We’ll detail specific steps to limiting the memory in our next post but the first step is to install the SQL Management tools on SBS 2003 R2 Premium, which they aren’t installed by default.

Using Windows Vista and Outlook 2007 in a Windows Small Business Server 2003 Network

Document from Microsoft :

Brief Description
Use this document to join computers that are running Windows Vista to your Windows Small Business Server 2003 network using the “Update for Windows Small Business Server 2003: Windows Vista and Outlook 2007 compatibility (KB 926505).

Overview
The “Update for Windows Small Business Server 2003: Vista and Outlook 2007 compatibility (KB 926505)” adds support for the Client Deployment tools in Windows Small Business Server (Windows SBS), and it resolves compatibility issues for running Windows Vista and Microsoft Office 2007 in a Windows SBS network. Use this document to join computers running Windows Vista and Outlook 2007 in your Windows SBS network.

An guess what ???? You can only install this update on your SBS 2003 server if you have already install Service Pack 1.

Update for SBS 2003 to support Vista and Outlook 2007

You can now download a fix from Microsoft (KB 926505).

Brief Description

This update adds support for the Windows SBS Client Deployment tools along with other compatibility issues for Windows Vista and Office 2007 in a Windows SBS network. For the full list of updates necessary for Windows Vista and Outlook 2007 compatibility see the Instructions section.

Overview

You can use the Client Deployment tools in Windows SBS to easily connect a client computer to your Windows SBS network. You can also use the tools to configure the correct settings to support solutions that are specific to Windows SBS (like remote access to your office computer).

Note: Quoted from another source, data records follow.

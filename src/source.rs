//! Camera frame sources.
//!
//! `FrameSource` is the contract the acquisition loop and outside consumers
//! rely on. `Camera` implements it over a closed set of backends selected by
//! `BackendKind`:
//!
//! - `local-device`: `LocalDeviceSource`, synchronous reads.
//! - `process-isolated-stream`: `ProcessIsolatedStreamSource`, decoder in a
//!   worker process.
//! - `push-subscriber`: `PushSubscriberSource`, latest-wins background receiver.
//!
//! Every acquired frame is resized to the camera's target width, mirrored if
//! configured, and published to a `LatestFrame` cell that other threads read
//! through a `CameraHandle`.

use std::fmt;
use std::path::PathBuf;
use std::str::FromStr;
use std::sync::atomic::{AtomicBool, AtomicU64, Ordering};
use std::sync::{Arc, Mutex, MutexGuard};
use std::time::Duration;

use anyhow::{anyhow, Result};
use image::RgbImage;
use serde::{Deserialize, Serialize};

use crate::error::SourceError;
use crate::frame::{normalize, Frame, LatestFrame, DEFAULT_TARGET_WIDTH};
use crate::ingest::push::DEFAULT_PUSH_TIMEOUT;
use crate::ingest::stream::{
    default_worker_program, DEFAULT_MAX_RESTARTS, DEFAULT_RESTART_RESET_AFTER,
};
use crate::ingest::{
    DeviceConfig, DeviceSpec, LocalDeviceSource, ProcessIsolatedStreamSource, PushConfig,
    PushEndpoint, PushSubscriberSource, StreamConfig,
};
use crate::record::{AppendOutcome, Labels, RecordingController, RecordingSettings};

/// Capability contract shared by all camera backends.
pub trait FrameSource: Send {
    fn name(&self) -> &str;

    /// Open the backend and perform one warm-up acquisition. No-op when
    /// already initialized.
    fn initialize(&mut self) -> Result<(), SourceError>;

    /// Block until the freshest frame is available, normalize it and store it
    /// as the last frame.
    fn acquire(&mut self) -> Result<Arc<Frame>, SourceError>;

    fn last_frame(&self) -> Option<Arc<Frame>>;

    /// Feed a frame to the recording session, if recording is on.
    fn record(&mut self, frame: &Frame) -> AppendOutcome;

    fn start_recording(&mut self);

    /// Idempotent. Returns the saved file when a session ended.
    fn stop_recording(&mut self) -> Option<PathBuf>;

    /// Stop recording and release the backend. Idempotent, never fails.
    fn close(&mut self);

    fn is_initialized(&self) -> bool;

    fn is_recording(&self) -> bool;
}

/// Backend selector used by configuration.
#[derive(Clone, Copy, Debug, PartialEq, Eq, Hash, Serialize, Deserialize)]
#[serde(rename_all = "kebab-case")]
pub enum BackendKind {
    #[serde(alias = "usb", alias = "USBCamera")]
    LocalDevice,
    #[serde(alias = "rtsp", alias = "RTSPCamera")]
    ProcessIsolatedStream,
    #[serde(alias = "pubsub", alias = "PubSubImageZMQCamera")]
    PushSubscriber,
}

impl BackendKind {
    pub fn as_str(&self) -> &'static str {
        match self {
            Self::LocalDevice => "local-device",
            Self::ProcessIsolatedStream => "process-isolated-stream",
            Self::PushSubscriber => "push-subscriber",
        }
    }
}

This update, together with the additional updates and service packs listed later in this section, addresses compatibility issues with Windows Vista and Office 2007 in a Windows SBS network, including the following:

  • Support for the Business, Ultimate, and Enterprise editions of Windows Vista (including both 32-bit and 64-bit). This update does not apply to Windows Vista Home.
  • Updated Client Deployment tools, so you can configure the newer versions of components in Windows Vista.
  • Changes that make a user who is assigned to a computer that is running Windows Vista an administrator in Admin Approval Mode.
  • Changes to Group Policy to support configuration of the new Windows Firewall in Windows Vista.
  • Configuration of Microsoft Office Outlook 2007 (MAPI profile, not Outlook deployment) for client computers that are running Windows XP or Windows Vista.
  • A small change to the user experience when joining Windows Vista to the Windows SBS domain using http://server/ConnectComputer to address Internet Explorer 7 in Protected Mode.
  • Changes to Remote Desktop settings that support Windows XP and Windows Vista.
  • Changes to the Power Management settings to support Remote Desktop.